TANGERANG (voa-islam.com) - Mustaqim Abdullah adalah salah satu santri Pondok Pesantren Umar Bin Khattab (UBK), usianya masih sangat mudah, baru 16 tahun. Remaja yang duduk di bangku SMP ini ditangkap Densus 88 saat hendak menguburkan jenazah ustadz Firdaus, kakak kandungnya sendiri, Selasa (12/8/2012).
Ustadz Firdaus, sebagaimana dikisahkan sebelumnya, adalah seorang guru di Ponpes UBK. Ia gugur saat hendak menjinakkan bom di Ponpes tersebut, Senin (11/8/2012).

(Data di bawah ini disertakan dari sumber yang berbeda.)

use std::path::Path;
use std::sync::Mutex;
use std::sync::mpsc::{self, Receiver, Sender};
use std::thread::JoinHandle;
use std::time::Duration;

use super::thread::spawn_audio_thread;
use super::types::{AudioCmd, MediaEvent, OutputHandle, PlayTicket, Stamped};

/// Output handle backed by a rodio sink living on its own thread.
///
/// `paused` and `has_source` mirror what the audio thread will be in once it
/// has processed the commands sent so far, so callers can branch on them
/// without waiting.
pub struct AudioPlayer {
    tx: Sender<AudioCmd>,
    events: Receiver<Stamped>,
    join: Mutex<Option<JoinHandle<()>>>,
    next_ticket: u64,
    latest_ticket: Option<PlayTicket>,
    generation: u64,
    paused: bool,
    has_source: bool,
}

impl AudioPlayer {
    pub fn new(initial_volume: f32) -> Self {
        let (tx, rx) = mpsc::channel::<AudioCmd>();
        let (events_tx, events_rx) = mpsc::channel::<Stamped>();
        let audio_handle = spawn_audio_thread(rx, events_tx, initial_volume);

        Self {
            tx,
            events: events_rx,
            join: Mutex::new(Some(audio_handle)),
            next_ticket: 0,
            latest_ticket: None,
            generation: 0,
            paused: true,
            has_source: false,
        }
    }

    fn send(&self, cmd: AudioCmd) {
        if let Err(e) = self.tx.send(cmd) {
            log::error!("audio thread is gone, dropping {:?}", e.0);
        }
    }

    pub fn quit_softly(&self, fade_out: Duration) {
        self.send(AudioCmd::Quit {
            fade_out_ms: fade_out.as_millis() as u64,
        });

        if let Ok(mut j) = self.join.lock() {
            if let Some(h) = j.take() {
                let _ = h.join();
            }
        }
    }
}

impl OutputHandle for AudioPlayer {
    fn set_source(&mut self, source: &Path) {
        self.has_source = true;
        self.paused = true;
        self.generation += 1;
        self.send(AudioCmd::SetSource {
            path: source.to_path_buf(),
            generation: self.generation,
        });
    }

    fn play(&mut self) -> PlayTicket {
        let ticket = PlayTicket(self.next_ticket);
        self.next_ticket += 1;
        self.latest_ticket = Some(ticket);
        self.paused = false;
        self.send(AudioCmd::Play(ticket));
        ticket
    }

    fn pause(&mut self) {
        self.paused = true;
        self.send(AudioCmd::Pause);
    }

    fn is_paused(&self) -> bool {
        self.paused
    }

    fn has_source(&self) -> bool {
        self.has_source
    }

    fn seek_to_zero(&mut self) {
        self.send(AudioCmd::SeekToZero);
    }

    fn set_volume(&mut self, volume: f32) {
        self.send(AudioCmd::SetVolume(volume));
    }

    fn poll_events(&mut self) -> Vec<MediaEvent> {
        let current = self.generation;
        let events: Vec<MediaEvent> = self
            .events
            .try_iter()
            .filter(|(generation, event)| is_current(current, *generation, event))
            .map(|(_, event)| event)
            .collect();
        for event in &events {
            match event {
                MediaEvent::Ended => self.paused = true,
                MediaEvent::PlayResolved {
                    ticket,
                    result: Err(_),
                } if Some(*ticket) == self.latest_ticket => self.paused = true,
                _ => {}
            }
        }
        events
    }
}

/// Whether an event emitted under `generation` still concerns the loaded source.
///
/// Progress and end-of-track from a replaced sink are dropped. Play
/// resolutions always pass; their tickets identify them.
pub(super) fn is_current(current: u64, generation: u64, event: &MediaEvent) -> bool {
    matches!(event, MediaEvent::PlayResolved { .. }) || generation == current
}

Saat dikunjungi voa-islam.com, Kamis (9/8/2012), ia menceritakan bahwa saat ditangkap dirinya mengalami penyiksaan dari Densus 88. Bahkan menurut pengakuannya ia sempat muntah darah akibat penyiksaan tersebut.

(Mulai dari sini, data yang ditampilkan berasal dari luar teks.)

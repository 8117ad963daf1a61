use std::env;
use std::sync::mpsc;

use crossterm::execute;
use crossterm::terminal::{EnterAlternateScreen, LeaveAlternateScreen, disable_raw_mode, enable_raw_mode};
use ratatui::{Terminal, backend::CrosstermBackend};

use crate::logging;
use crate::mpris::ControlCmd;

mod event_loop;
mod mpris_sync;
mod settings;
mod startup;

pub fn run() -> Result<(), Box<dyn std::error::Error>> {
    let (settings, settings_warning) = settings::load_settings();

    if let Err(e) = logging::init_logger(&settings.logging) {
        // The UI has not taken the terminal yet.
        eprintln!("songbar: logging disabled: {e}");
    }
    if let Some(msg) = settings_warning {
        log::warn!("{msg}");
    }

    let playlist_path = env::args()
        .nth(1)
        .unwrap_or_else(|| settings.playlist.path.clone());

    let (mut app, mut controller) = startup::build(&playlist_path, &settings);

    let (control_tx, control_rx) = mpsc::channel::<ControlCmd>();
    let mpris = crate::mpris::spawn_mpris(control_tx);

    enable_raw_mode()?;
    let mut stdout = std::io::stdout();
    execute!(stdout, EnterAlternateScreen)?;
    let backend = CrosstermBackend::new(stdout);
    let mut terminal = Terminal::new(backend)?;

    let mut state = event_loop::EventLoopState::default();
    let run_result = event_loop::run(
        &mut terminal,
        &settings,
        &mut app,
        &mut controller,
        &mpris,
        &control_rx,
        &mut state,
    );

    disable_raw_mode()?;
    execute!(terminal.backend_mut(), LeaveAlternateScreen)?;
    terminal.show_cursor()?;

    if let Err(e) = &run_result {
        log::error!("event loop failed: {e}");
    }
    run_result
}
//! Audio output: the `OutputHandle` abstraction and its rodio implementation.
//!
//! The rodio side runs on a dedicated thread fed by a command channel and
//! reporting back through an event channel.

mod player;
mod sink;
mod thread;
mod types;

pub use player::AudioPlayer;
pub use types::*;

Mustaqim bukanlah artis atau anak seorang artis, dirinya sama sekali tak mendapatkan perhatian maupaun pembelaan dari khalayak. Bahkan pembelaan dari Komisi Perlindungan Anak Indonesia (KPAI) pun tak terdengar.
Bocah asal Desa O’o, di Dompu, kabupaten yang bersebelahan dengan Bima, ini pun disidang bersama dengan para mujahid lainnya di PN Tangerang. Ia divonis satu tahun penjara oleh majelis hakim karena memberikan bantuan terorisme dan menyembunyikan informasi.

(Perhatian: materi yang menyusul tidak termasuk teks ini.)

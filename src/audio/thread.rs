use std::path::PathBuf;
use std::sync::mpsc::{Receiver, RecvTimeoutError, Sender};
use std::thread;
use std::thread::JoinHandle;
use std::time::Duration;

use rodio::{OutputStream, OutputStreamBuilder, Sink};

use super::sink::{create_sink, probe_duration};
use super::types::{AudioCmd, MediaEvent, PlayTicket, PlaybackError, Stamped};

/// How often progress is reported and end-of-track is checked.
const TICK: Duration = Duration::from_millis(200);

/// Everything the audio thread owns between commands.
struct Deck {
    stream: Option<OutputStream>,
    source: Option<PathBuf>,
    sink: Option<Sink>,
    volume: f32,
    ended_sent: bool,
    generation: u64,
    events: Sender<Stamped>,
}

impl Deck {
    fn emit(&self, event: MediaEvent) {
        // The receiver only goes away on shutdown.
        let _ = self.events.send((self.generation, event));
    }

    /// Build a fresh paused sink for the current source and announce its duration.
    fn load(&mut self) -> Result<(), PlaybackError> {
        let path = self.source.clone().ok_or(PlaybackError::NoSource)?;
        let stream = self.stream.as_ref().ok_or(PlaybackError::NoDevice)?;

        if let Some(old) = self.sink.take() {
            old.stop();
        }

        let (sink, decoded_total) = create_sink(stream, &path, self.volume)?;
        self.sink = Some(sink);
        self.ended_sent = false;

        if let Some(total) = probe_duration(&path).or(decoded_total) {
            self.emit(MediaEvent::MetadataReady(total));
        }
        Ok(())
    }

    fn set_source(&mut self, path: PathBuf, generation: u64) {
        if let Some(old) = self.sink.take() {
            old.stop();
        }
        self.generation = generation;
        self.source = Some(path);
        self.ended_sent = false;
        // Preload so metadata is known before playback starts. Failures are
        // reported again when playback is requested.
        if let Err(e) = self.load() {
            log::debug!("preload failed: {e}");
        }
    }

    fn play(&mut self, ticket: PlayTicket) {
        let needs_load = match self.sink.as_ref() {
            None => true,
            // Playing a finished source starts it over.
            Some(s) => s.empty(),
        };

        let result = if needs_load { self.load() } else { Ok(()) };
        if result.is_ok() {
            if let Some(s) = self.sink.as_ref() {
                s.play();
            }
        }
        self.emit(MediaEvent::PlayResolved { ticket, result });
    }

    fn seek_to_zero(&mut self) {
        let rewound = match self.sink.as_ref() {
            Some(s) if !s.empty() => s.try_seek(Duration::ZERO).is_ok(),
            _ => false,
        };

        if !rewound && self.source.is_some() {
            let was_paused = self.sink.as_ref().map_or(true, |s| s.is_paused());
            match self.load() {
                Ok(()) => {
                    if !was_paused {
                        if let Some(s) = self.sink.as_ref() {
                            s.play();
                        }
                    }
                }
                Err(e) => log::warn!("rewind failed: {e}"),
            }
        }
        self.ended_sent = false;
        self.emit(MediaEvent::TimeProgress(Duration::ZERO));
    }

    fn tick(&mut self) {
        let Some(s) = self.sink.as_ref() else {
            return;
        };
        if s.is_paused() {
            return;
        }
        if s.empty() {
            if !self.ended_sent {
                self.ended_sent = true;
                self.emit(MediaEvent::Ended);
            }
        } else {
            self.emit(MediaEvent::TimeProgress(s.get_pos()));
        }
    }
}

fn fade_out_sink(sink: &Sink, from: f32, fade_out_ms: u64) {
    if fade_out_ms == 0 {
        sink.set_volume(0.0);
        return;
    }
    let steps: u64 = 20;
    let step_ms = (fade_out_ms / steps).max(1);
    for step in 1..=steps {
        let t = step as f32 / steps as f32;
        sink.set_volume(from * (1.0 - t));
        thread::sleep(Duration::from_millis(step_ms));
    }
    sink.set_volume(0.0);
}

pub(super) fn spawn_audio_thread(
    rx: Receiver<AudioCmd>,
    events: Sender<Stamped>,
    volume: f32,
) -> JoinHandle<()> {
    thread::spawn(move || {
        let stream = match OutputStreamBuilder::open_default_stream() {
            Ok(mut stream) => {
                // rodio logs to stderr when OutputStream is dropped. That's useful in debugging,
                // but noisy for a TUI app.
                stream.log_on_drop(false);
                Some(stream)
            }
            Err(e) => {
                log::error!("no audio output device: {e}");
                None
            }
        };

        let mut deck = Deck {
            stream,
            source: None,
            sink: None,
            volume,
            ended_sent: false,
            generation: 0,
            events,
        };

        loop {
            match rx.recv_timeout(TICK) {
                Ok(cmd) => match cmd {
                    AudioCmd::SetSource { path, generation } => deck.set_source(path, generation),
                    AudioCmd::Play(ticket) => deck.play(ticket),
                    AudioCmd::Pause => {
                        if let Some(s) = deck.sink.as_ref() {
                            s.pause();
                        }
                    }
                    AudioCmd::SeekToZero => deck.seek_to_zero(),
                    AudioCmd::SetVolume(v) => {
                        deck.volume = v;
                        if let Some(s) = deck.sink.as_ref() {
                            s.set_volume(v);
                        }
                    }
                    AudioCmd::Quit { fade_out_ms } => {
                        if let Some(s) = deck.sink.as_ref() {
                            if !s.is_paused() {
                                fade_out_sink(s, deck.volume, fade_out_ms);
                            }
                            s.stop();
                        }
                        break;
                    }
                },
                Err(RecvTimeoutError::Timeout) => deck.tick(),
                Err(RecvTimeoutError::Disconnected) => break,
            }
        }
    })
}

Menurut majelis hakim, Mustakim terbukti melanggar pasal 13 huruf c Undang Undang Nomor 15 Tahun 2003 tentang Penetapan Peraturan Pemerintah Pengganti Undang-Undang Nomor 1 Tahun 2002 Tentang Pemberantasan Tindak Pidana Terorisme.
Dari proses persidangan ini membuktikan jika undang-undang perlindungan anak di negeri ini sama sekali tak berguna. Bocah SMP seusia Mustaqim tak seharusnya dijerat pasal terorisme, sebab seperti yang tercantum pada pasal 7 (1) Undang Undang Nomor 3 Tahun 1997 tentang Pengadilan Anak bahwa anak yang melakukan tindak pidana bersama-sama dengan orang dewasa diajukan ke Sidang Anak, sedangkan orang dewasa diajukan ke sidang bagi orang dewasa.
Penanganan proses hukum Mustaqim yang sama dengan orang dewasa jelas akan mengakibatkan stigmatisasi terhadap diri sang anak, sehingga bisa mengganggu psikologinya. Dari sini patut dipertanyakan, dimanakah nurani aparat penegak hukum di negeri ini? Tak adakah keadilan bagi para tersangka kasus ‘terorisme’ sekalipun ia seorang bocah?
Meski demikian, saat ditemui di LP Anak-anak Tangerang, Mustaqim terlihat tegar menjalani sisa masa tahanan. Ia tergolong anak yang kuat saat badai ujian menimpanya.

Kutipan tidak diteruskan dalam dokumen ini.